Given finite healthcare resources it is important to ensure that they are put to the best use. Value in health care represents the relationship between health outcomes achieved and resources used. In a highly prevalent condition it is important to ensure that the highest value interventions are employed effectively In COPD these are influenza vaccination, smoking cessation and pulmonary rehabilitation (www.impressresp.com).
Skeletal muscle impairment is a common and important feature of respiratory disease. In COPD it is associated with reduced quality of life, exercise capacity and survival. Muscle endurance is also reduced and this has been confirmed using non-volitional techniques (magnetic femoral nerve stimulation). Muscle fatigue is an important symptom limiting exercise. The main driver is physical inactivity and this occurs in early in the course of the disease in particular this may be before it has been diagnosed. Physical inactivity may itself drive lung disease progression.
As well as a loss of muscle bulk there is a shift away from a Type I fibre, oxidative endurance muscle phenotype. The underlying biology is complex and in addition to inactivity, inflammation, corticosteroids, reduced anabolic hormones, corticosteroid treatment, hypoxia, poor nutrition and increased resting energy expenditure may all play a role. There is a recent ATS/ERS statement on limb muscle dysfunction in COPD.
Exercise has a wide range of beneficial effects. It can improve exercise capacity, lipid profile, reduce falls, reduce cardiac risk, improve depression, insulin sensitivity, and systemic inflammation as well as protecting against cognitive decline and osteoporosis.

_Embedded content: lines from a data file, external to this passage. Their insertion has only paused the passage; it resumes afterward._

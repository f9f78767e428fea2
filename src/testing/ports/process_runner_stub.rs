use std::collections::VecDeque;
use std::sync::Mutex;
use std::sync::mpsc;

use crate::domain::{
    AppError, CommandSpec, OutputChunk, OutputStream, ProcessEvent, ProcessEvents, ProcessOutcome,
};
use crate::ports::ProcessRunner;

type StartHook = Box<dyn Fn(&CommandSpec)>;

/// Process runner that records every command instead of spawning it.
///
/// Each start emits one stdout line followed by the next scripted outcome (success when
/// the script is exhausted). An optional hook runs first, e.g. to fake a scaffold.
#[derive(Default)]
pub struct FakeProcessRunner {
    pub spawned: Mutex<Vec<CommandSpec>>,
    outcomes: Mutex<VecDeque<ProcessOutcome>>,
    hook: Option<StartHook>,
}

impl FakeProcessRunner {
    pub fn new() -> Self {
        Self::default()
    }

    pub fn with_hook(mut self, hook: impl Fn(&CommandSpec) + 'static) -> Self {
        self.hook = Some(Box::new(hook));
        self
    }

    /// Queue the outcome of the next unscripted start.
    pub fn then(self, outcome: ProcessOutcome) -> Self {
        self.outcomes.lock().unwrap().push_back(outcome);
        self
    }

    pub fn spawn_count(&self) -> usize {
        self.spawned.lock().unwrap().len()
    }

    pub fn displays(&self) -> Vec<String> {
        self.spawned.lock().unwrap().iter().map(CommandSpec::display).collect()
    }
}

impl ProcessRunner for FakeProcessRunner {
    fn start(&self, spec: &CommandSpec) -> Result<ProcessEvents, AppError> {
        self.spawned.lock().unwrap().push(spec.clone());
        if let Some(hook) = &self.hook {
            hook(spec);
        }

        let outcome =
            self.outcomes.lock().unwrap().pop_front().unwrap_or(ProcessOutcome::Exited(Some(0)));
        let (tx, rx) = mpsc::channel();
        tx.send(ProcessEvent::Output(OutputChunk {
            stream: OutputStream::Stdout,
            line: format!("ran {}", spec.program()),
        }))
        .unwrap();
        tx.send(ProcessEvent::Finished(outcome)).unwrap();
        Ok(ProcessEvents::new(rx))
    }
}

Pulmonary rehabilitation has been defined as “an evidence-based, multidisciplinary, and comprehensive intervention for patients with chronic respiratory diseases who are symptomatic and often have decreased daily life activities. Integrated into the individualized treatment of the patient, pulmonary rehabilitation is designed to reduce symptoms, optimize functional status, increase participation, and reduce health care costs through stabilizing or reversing systemic manifestations of the disease.”
A standard PR course might be ∼8 weeks of twice weekly sessions as well as home exercise being encouraged. A mixture of aerobic and strength training is used and it is supervised by health professionals. The venue can be a hospital gym or a community gym or other space. It should be integrated into clinical management and include education about self-management and other issues.
There is a compelling evidence base for benefit of pulmonary rehabilitation in COPD, reversing the effects of deconditioning improving exercise capacity and quality of life. The cost per QALY of pulmonary rehabilitation is significantly better than for pharmacotherapy in COPD.
Pulmonary rehabilitation in the early post-exacerbation phase reduces readmission and improves survival with a number needed to treat of 4 to prevent one readmission.
This recent review on PR for non-COPD lung disease is useful.
One way to improve pulmonary rehabilitation uptake is the use of a COPD discharge care bundle has been developed with input from guidelines, clinicians and patients which includes the following items:
- Smoking cessation
- Inhaler technique
- Written self-management plan
- Assessment for pulmonary rehabilitation
- Follow up arrangement made before discharge
Patients also complete a safe discharge checklist with the nurse responsible for their care. Evidence suggests that it may reduce readmission rates and improve quality of care. The documents are all available in the online supplement (open access).